La publicación adquiere relevancia porque ocurre en un momento de transición para López Beltrán. Hace apenas unos días dejó la Secretaría de Organización de Morena, uno de los cargos más estratégicos dentro del partido, para concentrarse en la construcción de un proyecto electoral rumbo a los comicios intermedios de 2027.
La imagen también representó una de las pocas apariciones públicas indirectas del expresidente López Obrador desde que abandonó la Presidencia y anunció su retiro de la vida política activa. Desde entonces, el fundador de Morena ha mantenido una presencia limitada, principalmente a través de publicaciones relacionadas con proyectos editoriales o posicionamientos excepcionales sobre temas internacionales.
En los últimos meses, el exmandatario había aparecido esporádicamente para promover su libro “Grandeza”, una obra enfocada en la reivindicación histórica de los pueblos originarios, así como para emitir comentarios sobre acontecimientos políticos que consideró relevantes.
Para López Beltrán, sin embargo, la fotografía parece tener un significado adicional. Durante años ha insistido en que su nombre completo debe ser utilizado en la esfera pública, argumentando que llamarse Andrés Manuel representa para él un motivo de orgullo y un vínculo directo con el legado político de su padre. Incluso ha expresado en diversas ocasiones que el sobrenombre “Andy” minimiza esa conexión que considera fundamental en su historia personal y política.
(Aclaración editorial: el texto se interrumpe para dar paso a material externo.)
#[cfg(test)]
mod tests {
    use super::*;
    use crate::mock::{MockDeviceHandle, MockPidTransport, MockSnapshotCache};
    use rvlink_core::{DeviceType, ProtocolPid};

    fn engine(
        pid: Pid,
    ) -> (
        Arc<DevicePid>,
        Arc<MockPidTransport>,
        Arc<MockDeviceHandle>,
    ) {
        let device = Arc::new(MockDeviceHandle::new("bedroom-light"));
        let transport = Arc::new(MockPidTransport::new());
        let engine = DevicePid::builder(device.clone(), pid)
            .transport(transport.clone())
            .build();
        (engine, transport, device)
    }

    #[tokio::test(start_paused = true)]
    async fn concurrent_readers_share_one_network_read() {
        let (engine, transport, device) = engine(Pid::DimLevel);
        transport.set_value(device.device_ref(), ProtocolPid(130), None, 80);
        transport.set_latency(Duration::from_millis(50));

        let mut handles = Vec::new();
        for _ in 0..8 {
            let engine = engine.clone();
            handles.push(tokio::spawn(async move {
                engine.read_value(&CancellationToken::new(), false).await
            }));
        }
        for handle in handles {
            assert_eq!(handle.await.unwrap(), Ok(80));
        }
        assert_eq!(transport.read_count(), 1);
    }

    #[tokio::test(start_paused = true)]
    async fn fresh_cache_satisfies_reads_without_network() {
        let (engine, transport, device) = engine(Pid::DimLevel);
        transport.set_value(device.device_ref(), ProtocolPid(130), None, 80);

        let cancel = CancellationToken::new();
        assert_eq!(engine.read_value(&cancel, false).await, Ok(80));
        assert_eq!(engine.read_value(&cancel, false).await, Ok(80));
        assert_eq!(transport.read_count(), 1);

        // forceRefresh bypasses the fresh cache.
        transport.set_value(device.device_ref(), ProtocolPid(130), None, 90);
        assert_eq!(engine.read_value(&cancel, true).await, Ok(90));
        assert_eq!(transport.read_count(), 2);
    }

    #[tokio::test(start_paused = true)]
    async fn read_fails_without_transport() {
        let device = Arc::new(MockDeviceHandle::new("dev"));
        let engine = DevicePid::builder(device, Pid::DimLevel).build();
        let result = engine.read_value(&CancellationToken::new(), false).await;
        assert_eq!(result, Err(PidError::ReadNotSupported(Pid::DimLevel)));
    }

    #[tokio::test(start_paused = true)]
    async fn transport_can_be_attached_and_detached() {
        let device = Arc::new(MockDeviceHandle::new("light"));
        let transport = Arc::new(MockPidTransport::new());
        transport.set_value(device.device_ref(), ProtocolPid(130), None, 12);
        let engine = DevicePid::builder(device, Pid::DimLevel).build();

        let cancel = CancellationToken::new();
        assert_eq!(
            engine.read_value(&cancel, false).await,
            Err(PidError::ReadNotSupported(Pid::DimLevel))
        );

        engine.attach_transport(transport.clone());
        assert_eq!(engine.read_value(&cancel, false).await, Ok(12));

        // Detaching drops the provider; forced reads fail again.
        engine.detach_transport();
        assert_eq!(
            engine.read_value(&cancel, true).await,
            Err(PidError::ReadNotSupported(Pid::DimLevel))
        );
    }

    #[tokio::test(start_paused = true)]
    async fn untranslatable_pid_is_a_protocol_error() {
        let (engine, _transport, _device) = engine(Pid::VendorReserved);
        let result = engine.read_value(&CancellationToken::new(), false).await;
        assert!(matches!(result, Err(PidError::Protocol { .. })));
    }

    #[tokio::test(start_paused = true)]
    async fn rejected_read_value_leaves_cache_untouched() {
        let device = Arc::new(MockDeviceHandle::new("tank"));
        let transport = Arc::new(MockPidTransport::new());
        transport.set_value(device.device_ref(), ProtocolPid(120), None, 55);
        let engine = DevicePid::builder(device.clone(), Pid::TankLevel)
            .transport(transport.clone())
            .validity_check(Arc::new(|v| v <= 100))
            .build();

        let cancel = CancellationToken::new();
        assert_eq!(engine.read_value(&cancel, false).await, Ok(55));

        transport.set_value(device.device_ref(), ProtocolPid(120), None, 255);
        let result = engine.read_value(&cancel, true).await;
        assert_eq!(
            result,
            Err(PidError::InvalidValue {
                pid: Pid::TankLevel,
                value: 255
            })
        );
        // Prior value survives the rejected read.
        assert_eq!(engine.cache.value(), 55);
    }

    #[tokio::test(start_paused = true)]
    async fn write_invalid_value_leaves_cache_unchanged() {
        let device = Arc::new(MockDeviceHandle::new("light"));
        let transport = Arc::new(MockPidTransport::new());
        transport.set_value(device.device_ref(), ProtocolPid(130), None, 10);
        let engine = DevicePid::builder(device, Pid::DimLevel)
            .transport(transport.clone())
            .validity_check(Arc::new(|v| v <= 100))
            .build();

        let cancel = CancellationToken::new();
        assert_eq!(engine.read_value(&cancel, false).await, Ok(10));
        let before = engine.cache.value();
        let result = engine.write_value(250, &cancel).await;
        assert!(matches!(result, Err(PidError::InvalidValue { .. })));
        assert_eq!(engine.cache.value(), before);
        assert_eq!(transport.write_count(), 0);
    }

    #[tokio::test(start_paused = true)]
    async fn read_only_pid_rejects_writes() {
        let (engine, _transport, _device) = engine(Pid::BatteryVoltage);
        let result = engine.write_value(1, &CancellationToken::new()).await;
        assert_eq!(result, Err(PidError::ReadOnly(Pid::BatteryVoltage)));
    }

    #[tokio::test(start_paused = true)]
    async fn failed_write_rolls_back_optimistic_value() {
        let (engine, transport, device) = engine(Pid::DimLevel);
        transport.set_value(device.device_ref(), ProtocolPid(130), None, 10);
        let cancel = CancellationToken::new();
        assert_eq!(engine.read_value(&cancel, false).await, Ok(10));

        transport.fail_writes(Some(TransportError::SendFailed("bus off".into())));
        let result = engine.write_value(42, &cancel).await;
        assert!(matches!(result, Err(PidError::Transport(_))));
        assert_eq!(engine.cache.value(), 10);
    }

    #[tokio::test(start_paused = true)]
    async fn successful_write_commits_and_freshens() {
        let (engine, transport, device) = engine(Pid::DimLevel);
        let cancel = CancellationToken::new();
        engine.write_value(77, &cancel).await.unwrap();
        assert_eq!(engine.cache.value(), 77);
        assert_eq!(engine.cache_state(), CacheState::Fresh);
        assert_eq!(
            transport.value(device.device_ref(), ProtocolPid(130), None),
            Some(77)
        );
    }

    #[tokio::test(start_paused = true)]
    async fn firmware_update_blocks_reads_and_writes() {
        let (engine, _transport, device) = engine(Pid::DimLevel);
        device.set_firmware_update_active(true);
        let cancel = CancellationToken::new();
        assert_eq!(
            engine.read_value(&cancel, false).await,
            Err(PidError::FirmwareUpdateInProgress)
        );
        assert_eq!(
            engine.write_value(1, &cancel).await,
            Err(PidError::FirmwareUpdateInProgress)
        );
    }

    #[tokio::test(start_paused = true)]
    async fn gateway_class_is_exempt_from_firmware_gate() {
        let device = Arc::new(MockDeviceHandle::with_type("bridge", DeviceType::GATEWAY));
        let transport = Arc::new(MockPidTransport::new());
        transport.set_value(device.device_ref(), ProtocolPid(130), None, 3);
        device.set_firmware_update_active(true);
        let engine = DevicePid::builder(device, Pid::DimLevel)
            .transport(transport)
            .build();
        assert_eq!(
            engine.read_value(&CancellationToken::new(), false).await,
            Ok(3)
        );
    }

    #[tokio::test(start_paused = true)]
    async fn current_value_serves_stale_and_refreshes_in_background() {
        let (engine, transport, device) = engine(Pid::DimLevel);
        transport.set_value(device.device_ref(), ProtocolPid(130), None, 20);
        let cancel = CancellationToken::new();
        assert_eq!(engine.read_value(&cancel, false).await, Ok(20));

        tokio::time::sleep(Duration::from_millis(300)).await;
        transport.set_value(device.device_ref(), ProtocolPid(130), None, 30);

        // Stale: returns last known value immediately, refresh fires behind.
        assert_eq!(engine.current_value(), 20);
        tokio::time::sleep(Duration::from_millis(50)).await;
        assert_eq!(engine.current_value(), 30);
    }

    #[tokio::test(start_paused = true)]
    async fn auto_caching_pid_seeds_from_snapshot_as_stale() {
        let device = Arc::new(MockDeviceHandle::new("leveler"));
        let transport = Arc::new(MockPidTransport::new());
        transport.set_value(device.device_ref(), ProtocolPid(345), None, 500);
        let snapshot = Arc::new(MockSnapshotCache::new());
        snapshot.set(device.device_ref(), Pid::LevelerSetPoint, 480);

        let engine = DevicePid::builder(device, Pid::LevelerSetPoint)
            .transport(transport)
            .snapshot_cache(snapshot)
            .build();

        // First poll returns the seed and marks it stale.
        assert_eq!(engine.current_value(), 480);
        assert_eq!(engine.cache_state(), CacheState::StaleNeedsRefresh);

        // The background refresh replaces the seed with the live value.
        tokio::time::sleep(Duration::from_millis(50)).await;
        assert_eq!(engine.current_value(), 500);
    }

    #[tokio::test(start_paused = true)]
    async fn non_auto_caching_pid_ignores_snapshot() {
        let device = Arc::new(MockDeviceHandle::new("light"));
        let transport = Arc::new(MockPidTransport::new());
        transport.set_value(device.device_ref(), ProtocolPid(130), None, 5);
        let snapshot = Arc::new(MockSnapshotCache::new());
        snapshot.set(device.device_ref(), Pid::DimLevel, 99);

        let engine = DevicePid::builder(device, Pid::DimLevel)
            .transport(transport)
            .snapshot_cache(snapshot)
            .build();

        // No seed: zero-value until the background read lands.
        assert_eq!(engine.current_value(), 0);
        tokio::time::sleep(Duration::from_millis(50)).await;
        assert_eq!(engine.current_value(), 5);
    }

    #[tokio::test(start_paused = true)]
    async fn debounced_setter_transmits_only_final_value() {
        let (engine, transport, device) = engine(Pid::DimLevel);
        for value in [10, 20, 30, 40] {
            engine.set_value(value);
            tokio::time::sleep(Duration::from_millis(50)).await;
        }
        tokio::time::sleep(Duration::from_millis(400)).await;
        assert_eq!(transport.write_count(), 1);
        assert_eq!(
            transport.value(device.device_ref(), ProtocolPid(130), None),
            Some(40)
        );
    }

    #[tokio::test(start_paused = true)]
    async fn dispose_resolves_inflight_readers() {
        let (engine, transport, device) = engine(Pid::DimLevel);
        transport.set_value(device.device_ref(), ProtocolPid(130), None, 1);
        transport.set_latency(Duration::from_millis(200));

        let reader = {
            let engine = engine.clone();
            tokio::spawn(async move {
                engine.read_value(&CancellationToken::new(), false).await
            })
        };
        tokio::time::sleep(Duration::from_millis(10)).await;
        engine.dispose();
        assert_eq!(reader.await.unwrap(), Err(PidError::Canceled));
    }

    #[tokio::test(start_paused = true)]
    async fn caller_cancel_detaches_only_that_caller() {
        let (engine, transport, device) = engine(Pid::DimLevel);
        transport.set_value(device.device_ref(), ProtocolPid(130), None, 9);
        transport.set_latency(Duration::from_millis(100));

        let cancel_a = CancellationToken::new();
        let a = {
            let engine = engine.clone();
            let cancel_a = cancel_a.clone();
            tokio::spawn(async move { engine.read_value(&cancel_a, false).await })
        };
        let b = {
            let engine = engine.clone();
            tokio::spawn(async move {
                engine.read_value(&CancellationToken::new(), false).await
            })
        };
        tokio::time::sleep(Duration::from_millis(10)).await;
        cancel_a.cancel();
        assert_eq!(a.await.unwrap(), Err(PidError::Canceled));
        // The shared read still completes for the other caller.
        assert_eq!(b.await.unwrap(), Ok(9));
        assert_eq!(transport.read_count(), 1);
    }
}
Ahora, con una eventual candidatura legislativa en el horizonte, el hijo del exmandatario busca construir una identidad propia sin desprenderse de la herencia política que lo acompaña. Su salida de la estructura partidista para competir en las urnas marca un cambio importante en una trayectoria que hasta ahora se había desarrollado principalmente desde la organización interna de Morena.